There has been much talk/buzz lately about different school districts cutting laptop programs because, basically, they didn’t work. Or at least it turns out that they don’t work like pixie dust; it turns out that if you sprinkle a few laptops into K-12 classrooms, “magic” doesn’t happen.
The kick-off for all this was this New York Times article, “Seeing No Progress, Some Schools Drop Laptops.” Given that dropping laptops is likely to cause breakage, maybe this was not the right solution. Anyway, this was followed up in a variety of different places, but I think my favorite and potentially most teachable “text” on this was on NPR’s “Talk of the Nation” show. The show in question and some commentary is available here on their “Blog of the Nation.” There’s some good links on this site, including to the school district that was the subject of the NYT piece, to this article by Andy Carvin on PBS Teachers learning.now called “Schools drop laptop programs– but are they dropping the ball as well?” and something he runs called The Digital Divide Network.
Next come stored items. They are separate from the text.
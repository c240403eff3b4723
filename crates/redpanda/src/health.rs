//! Redpanda health checks.

use crate::config::RedpandaConfig;
use rskafka::client::ClientBuilder;
use tracing::{debug, error};

/// Check Redpanda connection health and whether the alert topic exists.
pub async fn check_connection(config: &RedpandaConfig) -> bool {
    let connection = config.broker_string();

    match ClientBuilder::new(vec![connection]).build().await {
        Ok(client) => match client.list_topics().await {
            Ok(topics) => {
                let has_topic = topics.iter().any(|t| t.name == config.topic);
                debug!(
                    topics = topics.len(),
                    alert_topic = has_topic,
                    "Redpanda connection healthy"
                );
                if !has_topic {
                    error!(topic = %config.topic, "Alert topic does not exist yet");
                }
                true
            }
            Err(e) => {
                error!("Failed to list Redpanda topics: {}", e);
                false
            }
        },
        Err(e) => {
            error!("Failed to connect to Redpanda: {}", e);
            false
        }
    }
}
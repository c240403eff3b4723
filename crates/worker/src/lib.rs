//! Pipeline workers for the vegetation monitor.
//!
//! - Scheduler (due parcels → bounded worker pool)
//! - Ingestion (provider → statistics → observations)
//! - Aggregation (observations → weekly/monthly series)
//! - Alerts (rules over observations and series)

pub mod aggregation;
pub mod alerts;
pub mod config;
pub mod ingestion;
pub mod retry;
pub mod scheduler;

pub use aggregation::{AggregationEngine, AggregationSummary};
pub use alerts::{AlertEngine, AlertRules, EvaluationSummary};
pub use config::*;
pub use ingestion::{fetch_window, FetchWindow, IngestionOutcome, IngestionWorker, ParcelWorker};
pub use retry::{RetryPolicy, Retryable};
pub use scheduler::{BackgroundTasks, Scheduler, TickSummary};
On the show, they interviewed Larry Cuban and Nicolas Neglopante. I heard a bit from Cuban, and while I have a lot of respect for his work, I think he was pretty wrong. I contemplated calling the show myself when I heard some caller who more or less asked my question/made my point: of course laptops in and of themselves won’t do anything if teachers don’t know how to use them and if they aren’t willing or able to use them in their teaching. Schools simply haven’t provided the necessary training or motivation for teachers to make good use of the technology. I’ve heard this again and again from my own graduate students who are secondary school teachers, and I have read it again and again in the scholarship. But despite this being the most obvious of observations about what might have gone “wrong” with these laptops, Cuban simply had no decent answer or response. He even suggested that K-12 teachers are and always have been technologically literate and innovative.
I don’t want to make any sort of blanket statement about K-12 teachers of course, and I wouldn’t want to compare K-12 teachers as a group with higher ed teachers or whatever. But I’ve had lots and lots of secondary school teachers in our MA program in the Teaching of Writing over the years in my Computers and Writing, Theory and Practice, and I can say without a doubt that these students are not usually on the “cutting edge” in terms of technology. Many of them are down-right technophobes. And why should they be techno-literate? They typically teach in schools with crappy computer access, with bad tech support, and with little flexibility for integrating the technology into their classrooms. I mean, I’m not trying to dump on K-12 teachers, but for Cuban to say (as he did, more or less) that 98% of the teachers he worked with were technically savvy is just not true.
I did agree with one thing he said though: laptop programs are an easy thing to cut because they’re expensive, they are “the source” of students doing (quasi)illegal things like downloading music, they enable things like the all-evil MySpace, and they don’t show up as a data point on standardized tests. In that sense, one could argue it’s remarkable that many laptop programs will continue.